Start of DATASET RECORDS

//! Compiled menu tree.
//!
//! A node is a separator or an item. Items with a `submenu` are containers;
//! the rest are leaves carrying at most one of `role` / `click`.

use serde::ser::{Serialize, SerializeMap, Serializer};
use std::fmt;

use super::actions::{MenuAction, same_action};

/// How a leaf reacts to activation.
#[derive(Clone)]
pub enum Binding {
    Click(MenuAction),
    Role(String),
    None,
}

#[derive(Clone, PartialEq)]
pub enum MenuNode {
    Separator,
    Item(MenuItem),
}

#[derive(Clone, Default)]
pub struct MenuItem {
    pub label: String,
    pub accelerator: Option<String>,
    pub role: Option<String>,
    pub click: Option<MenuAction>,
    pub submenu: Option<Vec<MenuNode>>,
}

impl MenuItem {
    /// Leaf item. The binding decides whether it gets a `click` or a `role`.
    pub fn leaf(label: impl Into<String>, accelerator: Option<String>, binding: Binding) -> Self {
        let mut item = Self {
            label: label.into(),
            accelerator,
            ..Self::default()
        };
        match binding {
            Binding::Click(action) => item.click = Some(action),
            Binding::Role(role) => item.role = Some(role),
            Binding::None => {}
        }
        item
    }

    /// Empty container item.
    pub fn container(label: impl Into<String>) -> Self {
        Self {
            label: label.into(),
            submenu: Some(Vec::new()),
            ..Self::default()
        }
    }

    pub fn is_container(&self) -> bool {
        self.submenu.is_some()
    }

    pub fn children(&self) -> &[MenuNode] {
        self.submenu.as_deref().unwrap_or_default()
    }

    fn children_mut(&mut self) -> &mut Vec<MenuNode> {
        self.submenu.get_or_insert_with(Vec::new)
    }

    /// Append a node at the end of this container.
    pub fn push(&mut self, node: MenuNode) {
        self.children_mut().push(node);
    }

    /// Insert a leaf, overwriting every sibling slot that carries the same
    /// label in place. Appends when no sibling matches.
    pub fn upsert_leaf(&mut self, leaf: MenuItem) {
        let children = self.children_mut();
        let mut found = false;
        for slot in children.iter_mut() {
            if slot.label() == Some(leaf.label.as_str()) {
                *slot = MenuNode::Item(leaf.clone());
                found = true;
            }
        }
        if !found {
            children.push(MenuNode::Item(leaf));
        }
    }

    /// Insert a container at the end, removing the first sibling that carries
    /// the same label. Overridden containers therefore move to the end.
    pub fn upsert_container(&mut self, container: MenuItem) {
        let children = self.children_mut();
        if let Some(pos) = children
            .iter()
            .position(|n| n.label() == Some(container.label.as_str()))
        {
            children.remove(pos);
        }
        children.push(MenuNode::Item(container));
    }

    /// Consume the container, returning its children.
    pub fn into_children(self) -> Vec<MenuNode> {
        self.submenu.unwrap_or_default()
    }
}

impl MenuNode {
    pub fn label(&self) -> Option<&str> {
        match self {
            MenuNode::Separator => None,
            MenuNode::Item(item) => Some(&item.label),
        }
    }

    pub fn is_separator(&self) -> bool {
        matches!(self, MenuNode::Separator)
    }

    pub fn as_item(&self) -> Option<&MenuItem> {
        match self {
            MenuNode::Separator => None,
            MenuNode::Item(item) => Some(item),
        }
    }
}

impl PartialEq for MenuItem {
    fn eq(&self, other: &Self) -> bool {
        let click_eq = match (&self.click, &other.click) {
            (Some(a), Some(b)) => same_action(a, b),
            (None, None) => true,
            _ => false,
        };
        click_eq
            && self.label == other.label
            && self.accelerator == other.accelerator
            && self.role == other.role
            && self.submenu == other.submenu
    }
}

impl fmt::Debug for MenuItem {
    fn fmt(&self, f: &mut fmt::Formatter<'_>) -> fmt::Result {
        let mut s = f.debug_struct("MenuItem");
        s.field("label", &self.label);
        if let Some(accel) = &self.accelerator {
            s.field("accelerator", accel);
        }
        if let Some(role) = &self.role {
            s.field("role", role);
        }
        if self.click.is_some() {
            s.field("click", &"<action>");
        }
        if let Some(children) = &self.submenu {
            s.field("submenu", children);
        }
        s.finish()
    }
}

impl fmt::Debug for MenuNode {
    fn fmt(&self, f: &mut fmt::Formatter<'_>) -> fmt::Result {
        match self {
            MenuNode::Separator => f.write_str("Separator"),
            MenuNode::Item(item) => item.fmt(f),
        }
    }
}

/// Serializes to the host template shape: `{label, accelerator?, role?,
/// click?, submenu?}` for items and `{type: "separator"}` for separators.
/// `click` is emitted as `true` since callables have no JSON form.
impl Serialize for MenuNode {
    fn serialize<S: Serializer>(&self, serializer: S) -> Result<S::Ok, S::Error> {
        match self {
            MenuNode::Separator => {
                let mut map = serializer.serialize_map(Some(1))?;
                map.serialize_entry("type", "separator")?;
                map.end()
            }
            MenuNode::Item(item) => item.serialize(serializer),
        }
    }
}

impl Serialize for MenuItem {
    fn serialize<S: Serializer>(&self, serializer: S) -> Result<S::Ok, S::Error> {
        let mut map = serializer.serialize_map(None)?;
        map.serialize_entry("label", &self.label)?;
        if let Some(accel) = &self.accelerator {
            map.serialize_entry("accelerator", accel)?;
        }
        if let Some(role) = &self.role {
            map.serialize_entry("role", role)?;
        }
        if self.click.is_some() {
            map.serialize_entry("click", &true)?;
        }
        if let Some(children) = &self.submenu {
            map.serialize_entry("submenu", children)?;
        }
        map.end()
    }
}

End of DATASET RECORDS

- PROBLEM STATEMENT
Show the lines of the records that contain the word "bool".

- EXERCISE ANSWER
    pub fn is_container(&self) -> bool {
    pub fn is_separator(&self) -> bool {
    fn eq(&self, other: &Self) -> bool {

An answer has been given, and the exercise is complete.